2 ноября. – Гоголь по два дня не показывается; хоть бы спросил: чем ты кормишь двадцать пять человек?» [541]
Молодой поэт Н. В. Берг, познакомившись с Гоголем на одной из вечеринок у Шевырева, отметил в своих воспоминаниях: «Трудно представить себе более избалованного литератора и с большими претензиями, чем был в то время Гоголь. Московские друзья Гоголя, точнее сказать – приближенные (действительного друга у Гоголя, кажется, не было во всю жизнь), окружали его неслыханным, благоговейным вниманием. Он находил у кого-нибудь из них, во всякий свой приезд в Москву, все, что нужно, для самого спокойного и комфортабельного житья: стол с блюдами, которые он больше всего любил; тихое, уединенное помещение и прислугу, готовую исполнять все его малейшие прихоти. Этой прислуге с утра до ночи строго внушалось, чтоб она отнюдь не входила в комнату гостя без требования с его стороны; отнюдь не делала ему никаких вопросов; не подглядывала (сохрани Бог!) за ним. Все домашние снабжались подобными же инструкциями. Даже близкие знакомые хозяина, у кого жил Гоголь, должны были знать, как вести себя, если неравно с ним встретятся и заговорят. Им сообщалось, между прочим, что Гоголь терпеть не может говорить о литературе, в особенности о своих произведениях, а потому никоим образом нельзя обременять его вопросами: „что он теперь пишет?“ – а равно: „куда поедет?“ или: „откуда приехал?“ И этого он также не любил. Да и вообще, мол, подобные вопросы в разговоре с ним не ведут ни к чему: он ответит уклончиво или ничего не ответит. Едет в Малороссию – скажет: в Рим; едет в Рим – скажет: в деревню к такому-то. Стало быть, зачем понапрасну беспокоить!»
И Берг описывает портрет Гоголя, выхваченный из жизни:
«Ходил только один, небольшого роста человек, в черном сюртуке и брюках, похожих на шаровары, остриженный в скобку, с небольшими усиками, с быстрыми и проницательными глазами темного цвета, несколько бледный. Он ходил из угла в угол, руки в карманы, и тоже говорил. Походка его была оригинальная, мелкая, неверная, как будто одна нога старалась заскочить постоянно вперед, отчего один шаг выходил как бы шире другого. Во всей фигуре было что-то несвободное, сжатое, скомканное в кулак. Никакого размаху, ничего открытого нигде, ни в одном движении, ни в одном взгляде. Напротив, взгляды, бросаемые им то туда, то сюда, были почти что взглядами исподлобья, наискось, мельком, как бы лукаво, не прямо другому в глаза, стоя перед ним лицом к лицу». [542]

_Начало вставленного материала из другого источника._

//! Shell completions generation.
//!
//! The `bspcheck completions` command generates shell completion scripts.

use std::io::Write;

use crate::cli::args::{Cli, CompletionsArgs};
use clap::CommandFactory;

use super::dispatcher::{Command, CommandResult};

/// The completions command implementation.
pub struct CompletionsCommand {
    args: CompletionsArgs,
}

impl CompletionsCommand {
    /// Create a new completions command.
    pub fn new(args: CompletionsArgs) -> Self {
        Self { args }
    }
}

impl Command for CompletionsCommand {
    fn execute(&self, out: &mut dyn Write) -> crate::error::Result<CommandResult> {
        let mut cmd = Cli::command();
        clap_complete::generate(self.args.shell, &mut cmd, "bspcheck", out);
        Ok(CommandResult::success())
    }
}

#[cfg(test)]
mod tests {
    use super::*;
    use clap_complete::Shell;

    fn generate(shell: Shell) -> String {
        let cmd = CompletionsCommand::new(CompletionsArgs { shell });
        let mut buf = Vec::new();
        cmd.execute(&mut buf).unwrap();
        String::from_utf8(buf).unwrap()
    }

    #[test]
    fn generates_bash_completions() {
        let output = generate(Shell::Bash);
        assert!(output.contains("bspcheck"));
        assert!(output.contains("complete"));
    }

    #[test]
    fn generates_zsh_completions() {
        assert!(generate(Shell::Zsh).contains("bspcheck"));
    }

    #[test]
    fn generates_fish_completions() {
        assert!(generate(Shell::Fish).contains("bspcheck"));
    }
}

Обычно в течение этих собраний – полулитературных, полусветских – Гоголь казался малоактивным участником. Он был или неразговорчивым, или же предпочитал говорить банальности, небылицы, настолько очевидные, что его близким становилось неудобно за него. Напротив, в узком кругу он представлялся все больше и больше пророком, вдохновленным самим Богом. 19 ноября он заказал отслужить молебен в своих комнатах на первом этаже. Запах ладана плыл по всем комнатам. Раздраженный этим проявлением набожности Погодин записал в своем дневнике: «19 ноября. – Православие и самодержавие у меня в доме: Гоголь служил всенощную, – неужели для восшествия на престол?
20 ноября. – Гоголь ныне приобщался. Вот почему вчера он служил всенощную». [543]
Через некоторое время Гоголь нанес визит своему духовнику отцу Матвею Константиновскому, находившемуся проездом в Москве. Чувства, которые породила эта их первая встреча, сохранялись Гоголем на протяжении всего его жизненного пути. Чернила и бумага, которые были прежде единственной возможностью их общения до сих пор, вдруг обратились в плоть: в мужчину шестидесяти лет, среднего телосложения, немного сутулого, с бородой и рыжеволосого с проседью, широким носом, маленькими серыми глазами, с манерами и видом крестьянина, несмотря на рясу и блестящий священнический крест. [544] С первых слов Гоголь был обольщен ярким красноречием своего собеседника. Для отца Матвея все, что не было православным вероучением, относилось им к дьявольскому искушению. Необходимо, говорил он, – следовать учению Христа слово в слово, не отклоняясь ни вправо, ни влево. Искусство в его глазах также было подозрительным явлением. В Ржеве и его окрестностях он преследовал все формы лжеучений. И мужик, и помещик его побаивались. Время от времени он наведывался в Москву, чтобы исповедоваться и выразить свое глубокое восхищение графу Толстому. Гоголь подтвердил священнику, что решил весь свой талант посвятить служению Церкви и что второй том «Мертвых душ» будет гимном России, православию, что он желает быть лучшим, чтобы стать достойным той задачи, которую ему Господь определил на земле. И поцеловал отцу Матвею руку, которой тот его благословил. Отец Матвей пообещал еще приехать вновь.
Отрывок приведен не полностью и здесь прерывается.